Take every line from the data that has the word "background" in it.

Collected data entries:
- - -
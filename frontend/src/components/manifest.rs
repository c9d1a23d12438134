use yew::prelude::*;

use crate::components::markup::line_breaks;
use crate::content::main_page::ManifestContent;
use crate::content::text::split_lines;

#[derive(Properties, PartialEq)]
pub struct ManifestProps {
    pub content: ManifestContent,
}

#[function_component(Manifest)]
pub fn manifest(props: &ManifestProps) -> Html {
    let content = &props.content;

    html! {
        <section id="manifest" class="manifest-section">
            <p class="section-label">{ &content.label }</p>
            <h2>{ line_breaks(&content.title_lines) }</h2>
            <p class="manifest-text">{ line_breaks(&content.text_lines) }</p>
            <div class="manifest-cards">
                { for content.cards.iter().map(|card| html! {
                    <article class="manifest-card">
                        <h3>{ line_breaks(&split_lines(&card.title)) }</h3>
                        <p>{ &card.text }</p>
                    </article>
                }) }
            </div>
            <style>{MANIFEST_CSS}</style>
        </section>
    }
}

const MANIFEST_CSS: &str = r#"
.manifest-section {
    background: #1c1917;
    color: #f5f5f4;
    padding: 7rem 1.5rem;
    text-align: center;
}
.manifest-section h2 {
    margin: 1rem auto 1.5rem;
    max-width: 56rem;
    font-size: clamp(2.25rem, 5vw, 4rem);
    font-weight: 600;
    line-height: 1.05;
}
.manifest-text {
    max-width: 42rem;
    margin: 0 auto;
    line-height: 1.7;
    color: #d6d3d1;
}
.manifest-cards {
    display: grid;
    grid-template-columns: repeat(auto-fit, minmax(16rem, 1fr));
    gap: 1.5rem;
    max-width: 80rem;
    margin: 4rem auto 0;
    text-align: left;
}
.manifest-card {
    padding: 2rem;
    border: 1px solid rgba(255, 255, 255, 0.12);
    border-radius: 2rem;
    background: rgba(255, 255, 255, 0.04);
}
.manifest-card h3 {
    margin: 0 0 1rem;
    font-size: 1.5rem;
    font-weight: 600;
}
.manifest-card p {
    line-height: 1.7;
    color: #d6d3d1;
}
"#;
- - -
▸ **EXERCISE RESPONSE**
    background: #1c1917;
    background: rgba(255, 255, 255, 0.04);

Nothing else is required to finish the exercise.